Unfortunately, I’m never amazed at what can come out of a politician's mouth. The latest non-surprise flowed from the lips of former Sen. Rick Santorum as he campaigned in Iowa.

Santorum said, and I’ll use the complete quote in context so you get the full understanding of his statement: “It just keeps expanding (social programs) -- I was in Indianola a few months ago and I was talking to someone who works in the department of public welfare here, and she told me that the state of Iowa is going to get fined if they don’t sign up more people under the Medicaid program. They’re just pushing harder and harder to get more and more of you dependent upon them so they can get your vote. That’s what the bottom line is.”

“I don’t want to make black people’s lives better by giving them somebody else’s money; I want to give them the opportunity to go out and earn the money.” Applause.

“And provide for themselves and their families.” More applause. “The best way to do that is to get the manufacturing sector of the economy rolling again.”

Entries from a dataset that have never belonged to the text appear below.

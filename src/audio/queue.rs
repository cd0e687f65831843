//! Cola FIFO de reproducción pendiente, una por guild.

use chrono::{DateTime, Utc};
use dashmap::DashMap;
use parking_lot::Mutex;
use serenity::model::id::GuildId;
use std::collections::VecDeque;
use std::sync::Arc;
use tracing::debug;

use crate::sources::{MediaInfo, SourceKind};

/// Elemento encolado: o un descriptor ya resuelto, o un id que se vuelve a
/// resolver al salir de la cola. Los videos se encolan diferidos porque sus
/// URLs de audio expiran; dentro del TTL la re-resolución es un hit de cache.
#[derive(Debug, Clone)]
pub enum QueueEntry {
    Resolved(MediaInfo),
    Deferred { id: String, kind: SourceKind },
}

impl QueueEntry {
    /// Forma de encolado natural para un descriptor según su clase.
    pub fn for_media(media: MediaInfo) -> Self {
        match media.kind {
            SourceKind::Video => QueueEntry::Deferred {
                id: media.source_id,
                kind: SourceKind::Video,
            },
            _ => QueueEntry::Resolved(media),
        }
    }
}

#[derive(Debug, Clone)]
pub struct QueuedItem {
    pub entry: QueueEntry,
    pub added_at: DateTime<Utc>,
}

impl QueuedItem {
    pub fn new(entry: QueueEntry) -> Self {
        Self {
            entry,
            added_at: Utc::now(),
        }
    }
}

/// Cola de una guild. Mutex corto: solo se sostiene para tocar el VecDeque.
#[derive(Default)]
pub struct PendingQueue {
    items: Mutex<VecDeque<QueuedItem>>,
}

impl PendingQueue {
    pub fn new() -> Self {
        Self::default()
    }

    pub fn push(&self, entry: QueueEntry) {
        self.items.lock().push_back(QueuedItem::new(entry));
    }

    /// Saca el próximo elemento en orden de llegada.
    pub fn shift(&self) -> Option<QueuedItem> {
        self.items.lock().pop_front()
    }

    pub fn len(&self) -> usize {
        self.items.lock().len()
    }

    pub fn is_empty(&self) -> bool {
        self.items.lock().is_empty()
    }

    /// Vacía la cola y devuelve cuántos elementos había.
    pub fn clear(&self) -> usize {
        let mut items = self.items.lock();
        let dropped = items.len();
        items.clear();
        dropped
    }
}

/// Colas por guild, creadas a demanda.
pub struct QueueRegistry {
    queues: DashMap<GuildId, Arc<PendingQueue>>,
}

impl QueueRegistry {
    pub fn new() -> Arc<Self> {
        Arc::new(Self {
            queues: DashMap::new(),
        })
    }

    pub fn for_guild(&self, guild: GuildId) -> Arc<PendingQueue> {
        self.queues
            .entry(guild)
            .or_insert_with(|| Arc::new(PendingQueue::new()))
            .clone()
    }

    /// Descarta la cola de la guild junto con la sesión.
    pub fn remove(&self, guild: GuildId) {
        if let Some((_, queue)) = self.queues.remove(&guild) {
            let dropped = queue.clear();
            if dropped > 0 {
                debug!("🧹 Cola de guild {} descartada con {} elementos", guild, dropped);
            }
        }
    }
}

Unfortunately, Santorum is a victim of his breeding, and he tripped over a stereotype and didn’t even know it, which, by the way, is not all that unusual.

A fact probably not known to the Iowans in the room with Santorum is that 84 percent of Iowans who receive food stamps are white.

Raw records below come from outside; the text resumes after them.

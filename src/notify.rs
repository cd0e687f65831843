//! Avisos al canal de texto vinculado.
//!
//! El orquestador habla con el canal por este trait. Los envíos son best
//! effort: una falla de la API se loguea con contexto y no corta la
//! operación que la disparó.

use async_trait::async_trait;
use serenity::builder::{CreateMessage, EditMessage};
use serenity::http::Http;
use serenity::model::id::{ChannelId, MessageId};
use std::sync::Arc;
use tracing::warn;

/// Referencia a un mensaje enviado, para poder editarlo después.
#[derive(Debug, Clone, Copy, PartialEq, Eq)]
pub struct MessageRef {
    pub channel: ChannelId,
    pub message: MessageId,
}

#[async_trait]
pub trait Notifier: Send + Sync {
    /// Envía un aviso. Devuelve `None` si el envío falló.
    async fn send(&self, channel: ChannelId, text: &str) -> Option<MessageRef>;

    /// Edita un aviso previo en el lugar.
    async fn edit(&self, target: &MessageRef, text: &str);

    /// Borra un mensaje del canal (por ejemplo el link que disparó la
    /// ruta pasiva, una vez encolado).
    async fn delete(&self, channel: ChannelId, message: MessageId);
}

pub struct DiscordNotifier {
    http: Arc<Http>,
}

impl DiscordNotifier {
    pub fn new(http: Arc<Http>) -> Arc<Self> {
        Arc::new(Self { http })
    }
}

#[async_trait]
impl Notifier for DiscordNotifier {
    async fn send(&self, channel: ChannelId, text: &str) -> Option<MessageRef> {
        match channel
            .send_message(&self.http, CreateMessage::new().content(text))
            .await
        {
            Ok(message) => Some(MessageRef {
                channel,
                message: message.id,
            }),
            Err(e) => {
                warn!("⚠️ No pude avisar en el canal {}: {}", channel, e);
                None
            }
        }
    }

    async fn edit(&self, target: &MessageRef, text: &str) {
        if let Err(e) = target
            .channel
            .edit_message(
                &self.http,
                target.message,
                EditMessage::new().content(text),
            )
            .await
        {
            warn!(
                "⚠️ No pude editar el mensaje {} en {}: {}",
                target.message, target.channel, e
            );
        }
    }

    async fn delete(&self, channel: ChannelId, message: MessageId) {
        if let Err(e) = channel.delete_message(&self.http, message).await {
            warn!("⚠️ No pude borrar el mensaje {} en {}: {}", message, channel, e);
        }
    }
}

#[cfg(test)]
pub(crate) mod testing {
    use super::*;
    use parking_lot::Mutex;

    /// Notificador grabador: acumula todo lo enviado, editado y borrado.
    pub struct RecordingNotifier {
        pub sent: Mutex<Vec<(ChannelId, String)>>,
        pub edits: Mutex<Vec<(MessageRef, String)>>,
        pub deletes: Mutex<Vec<(ChannelId, MessageId)>>,
        next_id: Mutex<u64>,
    }

    impl RecordingNotifier {
        pub fn new() -> Arc<Self> {
            Arc::new(Self {
                sent: Mutex::new(Vec::new()),
                edits: Mutex::new(Vec::new()),
                deletes: Mutex::new(Vec::new()),
                next_id: Mutex::new(1),
            })
        }

        pub fn sent_texts(&self) -> Vec<String> {
            self.sent.lock().iter().map(|(_, t)| t.clone()).collect()
        }

        pub fn saw(&self, fragment: &str) -> bool {
            self.sent_texts().iter().any(|t| t.contains(fragment))
        }
    }

    #[async_trait]
    impl Notifier for RecordingNotifier {
        async fn send(&self, channel: ChannelId, text: &str) -> Option<MessageRef> {
            self.sent.lock().push((channel, text.to_string()));
            let mut next = self.next_id.lock();
            let id = *next;
            *next += 1;
            Some(MessageRef {
                channel,
                message: MessageId::new(id),
            })
        }

        async fn edit(&self, target: &MessageRef, text: &str) {
            self.edits.lock().push((*target, text.to_string()));
        }

        async fn delete(&self, channel: ChannelId, message: MessageId) {
            self.deletes.lock().push((channel, message));
        }
    }
}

So why did Santorum single out African-Americans in a state that has a black population of 2.9 percent?

Look, I know the stereotype is there. It’s easier to get up in the morning and imagine you’re all that when you look in the mirror and it’s “those people” who aren’t picking themselves up by their own bootstraps.

According to the National Urban League’s Marc Morial, “Sen. Santorum is perpetuating a thoroughly false and destructive racial stereotype in a desperate attempt to score political points.” Morial pointed out that nationally 70 percent of food stamp recipients are white.

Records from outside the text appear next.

//! Transporte de voz y vista de ocupación de canales.
//!
//! [`VoiceTransport`] es la costura entre el orquestador y songbird: el
//! orquestador nunca toca `Call` directamente. Los eventos del driver no se
//! procesan en los handlers de songbird; los reenviadores solo los empujan,
//! etiquetados con la generación de reproducción que los originó, al canal
//! ordenado de la sesión, donde el driver de la sesión los consume uno a uno.

use async_trait::async_trait;
use dashmap::DashMap;
use serenity::model::id::{ChannelId, GuildId, UserId};
use songbird::input::HttpRequest;
use songbird::{
    Call, CoreEvent, Event as VoiceEvent, EventContext, EventHandler as VoiceEventHandler,
    Songbird, TrackEvent,
};
use std::sync::{Arc, OnceLock};
use tokio::sync::mpsc;
use tracing::{debug, info, warn};

use crate::error::{MusicError, MusicResult};
use crate::sources::AudioFormat;

/// Evento de transporte rumbo al driver de la sesión.
///
/// `seq` es la generación de reproducción que registró el handler: el driver
/// descarta los eventos cuya generación ya no es la vigente, que es como un
/// stop «gracioso» desengancha los eventos del stream anterior.
#[derive(Debug, Clone, Copy, PartialEq, Eq)]
pub enum TransportEvent {
    Ended { seq: u64 },
    Errored { seq: u64 },
    Disconnected,
}

pub type EventSink = mpsc::UnboundedSender<TransportEvent>;

/// Parámetros de arranque de un stream.
#[derive(Debug, Clone, PartialEq)]
pub struct PlaySpec {
    pub audio_url: String,
    pub format: AudioFormat,
    pub volume: f32,
    pub seq: u64,
}

/// Operaciones de voz que necesita el orquestador.
#[async_trait]
pub trait VoiceTransport: Send + Sync {
    /// Se une al canal y registra el reenviador de desconexión del driver.
    async fn join(&self, guild: GuildId, channel: ChannelId, events: EventSink)
        -> MusicResult<()>;

    /// Arranca un stream. Si había uno sonando lo frena primero; el evento
    /// de fin del stream viejo queda huérfano por generación.
    async fn play(&self, guild: GuildId, spec: PlaySpec, events: EventSink) -> MusicResult<()>;

    /// Frena el stream actual. No-op si no hay nada sonando.
    async fn stop(&self, guild: GuildId) -> MusicResult<()>;

    /// Abandona el canal de voz y libera la conexión.
    async fn leave(&self, guild: GuildId) -> MusicResult<()>;

    /// Libera los recursos de la guild sin despedirse del gateway.
    /// Para cuando la desconexión ya ocurrió del otro lado.
    async fn release(&self, guild: GuildId);

    fn is_connected(&self, guild: GuildId) -> bool;

    async fn current_channel(&self, guild: GuildId) -> Option<ChannelId>;
}

/// Implementación sobre songbird.
pub struct SongbirdTransport {
    manager: Arc<Songbird>,
    calls: DashMap<GuildId, Arc<tokio::sync::Mutex<Call>>>,
    tracks: DashMap<GuildId, songbird::tracks::TrackHandle>,
    http: reqwest::Client,
}

impl SongbirdTransport {
    pub fn new(manager: Arc<Songbird>) -> Arc<Self> {
        Arc::new(Self {
            manager,
            calls: DashMap::new(),
            tracks: DashMap::new(),
            http: reqwest::Client::new(),
        })
    }
}

#[async_trait]
impl VoiceTransport for SongbirdTransport {
    async fn join(
        &self,
        guild: GuildId,
        channel: ChannelId,
        events: EventSink,
    ) -> MusicResult<()> {
        let call = self
            .manager
            .join(guild, channel)
            .await
            .map_err(|e| MusicError::Transport(format!("join: {}", e)))?;

        {
            let mut guard = call.lock().await;
            // Un re-join no debe acumular reenviadores duplicados.
            guard.remove_all_global_events();
            guard.add_global_event(
                VoiceEvent::Core(CoreEvent::DriverDisconnect),
                DisconnectForwarder { guild, events },
            );
        }

        self.calls.insert(guild, call);
        info!("🔊 Conectado al canal de voz {} en guild {}", channel, guild);
        Ok(())
    }

    async fn play(&self, guild: GuildId, spec: PlaySpec, events: EventSink) -> MusicResult<()> {
        let call = self
            .calls
            .get(&guild)
            .map(|entry| Arc::clone(entry.value()))
            .ok_or(MusicError::NotInVoiceChannel)?;

        if let Some((_, previous)) = self.tracks.remove(&guild) {
            let _ = previous.stop();
        }

        let input = HttpRequest::new(self.http.clone(), spec.audio_url.clone());
        let handle = {
            let mut guard = call.lock().await;
            guard.play_input(input.into())
        };

        let _ = handle.set_volume(spec.volume);
        handle
            .add_event(
                VoiceEvent::Track(TrackEvent::End),
                EndForwarder {
                    seq: spec.seq,
                    events: events.clone(),
                },
            )
            .map_err(|e| MusicError::Transport(format!("evento end: {}", e)))?;
        handle
            .add_event(
                VoiceEvent::Track(TrackEvent::Error),
                ErrorForwarder {
                    seq: spec.seq,
                    events,
                },
            )
            .map_err(|e| MusicError::Transport(format!("evento error: {}", e)))?;

        debug!(
            "▶️ Stream {} (gen {}) arrancado en guild {}",
            spec.format, spec.seq, guild
        );
        self.tracks.insert(guild, handle);
        Ok(())
    }

    async fn stop(&self, guild: GuildId) -> MusicResult<()> {
        if let Some((_, handle)) = self.tracks.remove(&guild) {
            let _ = handle.stop();
        }
        Ok(())
    }

    async fn leave(&self, guild: GuildId) -> MusicResult<()> {
        self.tracks.remove(&guild);
        self.calls.remove(&guild);
        if self.manager.get(guild).is_some() {
            self.manager
                .remove(guild)
                .await
                .map_err(|e| MusicError::Transport(format!("leave: {}", e)))?;
        }
        info!("👋 Desconectado del canal de voz en guild {}", guild);
        Ok(())
    }

    async fn release(&self, guild: GuildId) {
        self.tracks.remove(&guild);
        self.calls.remove(&guild);
        if self.manager.get(guild).is_some() {
            let _ = self.manager.remove(guild).await;
        }
        debug!("🧹 Conexión de voz de guild {} liberada", guild);
    }

    fn is_connected(&self, guild: GuildId) -> bool {
        self.calls.contains_key(&guild)
    }

    async fn current_channel(&self, guild: GuildId) -> Option<ChannelId> {
        let call = self
            .calls
            .get(&guild)
            .map(|entry| Arc::clone(entry.value()))?;
        let guard = call.lock().await;
        guard
            .current_channel()
            .map(|channel| ChannelId::new(channel.0.get()))
    }
}

struct EndForwarder {
    seq: u64,
    events: EventSink,
}

#[async_trait]
impl VoiceEventHandler for EndForwarder {
    async fn act(&self, _ctx: &EventContext<'_>) -> Option<VoiceEvent> {
        let _ = self.events.send(TransportEvent::Ended { seq: self.seq });
        None
    }
}

struct ErrorForwarder {
    seq: u64,
    events: EventSink,
}

#[async_trait]
impl VoiceEventHandler for ErrorForwarder {
    async fn act(&self, ctx: &EventContext<'_>) -> Option<VoiceEvent> {
        if let EventContext::Track(tracks) = ctx {
            for (state, _) in *tracks {
                warn!("⚠️ Error de stream (gen {}): {:?}", self.seq, state.playing);
            }
        }
        let _ = self.events.send(TransportEvent::Errored { seq: self.seq });
        None
    }
}

struct DisconnectForwarder {
    guild: GuildId,
    events: EventSink,
}

#[async_trait]
impl VoiceEventHandler for DisconnectForwarder {
    async fn act(&self, _ctx: &EventContext<'_>) -> Option<VoiceEvent> {
        warn!("🔌 Driver de voz desconectado en guild {}", self.guild);
        let _ = self.events.send(TransportEvent::Disconnected);
        None
    }
}

/// Foto de la ocupación de un canal de voz en un instante.
#[derive(Debug, Clone, Copy, Default, PartialEq, Eq)]
pub struct ChannelOccupancy {
    /// Miembros en el canal, bot incluido.
    pub total: usize,
    /// Miembros no ensordecidos (ni por servidor ni por sí mismos).
    pub eligible: usize,
    pub bot_present: bool,
}

impl ChannelOccupancy {
    /// El bot quedó solo en el canal.
    pub fn bot_is_alone(&self) -> bool {
        self.bot_present && self.total == 1
    }
}

/// Vista de miembros y permisos que el orquestador consulta en caliente.
pub trait MemberDirectory: Send + Sync {
    fn occupancy(&self, guild: GuildId, channel: ChannelId) -> ChannelOccupancy;

    /// El bot puede conectarse y hablar en el canal.
    fn can_join(&self, guild: GuildId, channel: ChannelId) -> bool;
}

/// Directorio respaldado por la cache del gateway. La cache no existe hasta
/// que el cliente arranca, así que se engancha en el evento `ready`.
pub struct CacheDirectory {
    cache: OnceLock<Arc<serenity::cache::Cache>>,
    bot_id: OnceLock<UserId>,
}

impl CacheDirectory {
    pub fn new() -> Arc<Self> {
        Arc::new(Self {
            cache: OnceLock::new(),
            bot_id: OnceLock::new(),
        })
    }

    pub fn attach(&self, cache: Arc<serenity::cache::Cache>, bot_id: UserId) {
        let _ = self.cache.set(cache);
        let _ = self.bot_id.set(bot_id);
    }
}

impl MemberDirectory for CacheDirectory {
    fn occupancy(&self, guild: GuildId, channel: ChannelId) -> ChannelOccupancy {
        let (Some(cache), Some(bot_id)) = (self.cache.get(), self.bot_id.get()) else {
            return ChannelOccupancy::default();
        };
        let Some(guild) = cache.guild(guild) else {
            return ChannelOccupancy::default();
        };

        let mut occupancy = ChannelOccupancy::default();
        for (user_id, state) in &guild.voice_states {
            if state.channel_id != Some(channel) {
                continue;
            }
            occupancy.total += 1;
            if user_id == bot_id {
                occupancy.bot_present = true;
            }
            if !state.deaf && !state.self_deaf {
                occupancy.eligible += 1;
            }
        }
        occupancy
    }

    fn can_join(&self, guild_id: GuildId, channel_id: ChannelId) -> bool {
        let (Some(cache), Some(bot_id)) = (self.cache.get(), self.bot_id.get()) else {
            return true;
        };
        let Some(guild) = cache.guild(guild_id) else {
            return true;
        };
        let (Some(channel), Some(member)) =
            (guild.channels.get(&channel_id), guild.members.get(bot_id))
        else {
            // Sin datos en cache dejamos que el join falle solo.
            return true;
        };
        let permissions = guild.user_permissions_in(channel, member);
        permissions.contains(serenity::model::permissions::Permissions::CONNECT)
            && permissions.contains(serenity::model::permissions::Permissions::SPEAK)
    }
}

I’m not calling Santorum a racist; I can’t say what’s in his heart. A panderer? Yes.

In evidence that he didn’t know he had tripped over a stereotype, in the days following his comment, he used everything from, “I don’t remember saying that,” to he had a brain freeze and said “blah” instead of “black.” However, he admits it sounded like “black.”

Newt Gingrich said much the same thing while on the campaign trail, however, as is his custom, he thoroughly explained his comment that he would go, if invited, to the NAACP convention to explain why the African- American community should demand “paychecks” instead of food stamps. He prefaced that comment by saying “every community” if faced with a choice, would prefer a paycheck.

The problem I see in many people, white and black, is that they aren’t conscience of their tendency to discount people who do not look like them. Hispanics have to worry whether an officer of the law will trip over a stereotype when he pulls them over in a traffic stop. Those who practice Islam have to be concerned they’ll face intense scrutiny as they bow in prayer. Sikhs worry that their turbans make them look Muslim.

Many, like Santorum, continue to move glibly through their own little universe, patting themselves on their backs, never understanding they are tripping over stereotypes with each step.

Santorum’s comments are particularly hypocritical. Morial pointed out that “Santorum himself, while earning more than $162,000 as a U.S. senator and living in a $643,361 home, admitted in 2005 that he could not make ends meet without financial help from his retired federal employee parents.”

So much for your own bootstraps.

  • Bookmark and Share
  • email
  • |
  • print
  • |
  • rss

tool name

close
tool goes here
JOIN THE DISCUSSION

We welcome comments. To post one, you must sign in using either your McClatchyDC login or your login for Facebook, Twitter or Disqus. Just click the appropriate box below.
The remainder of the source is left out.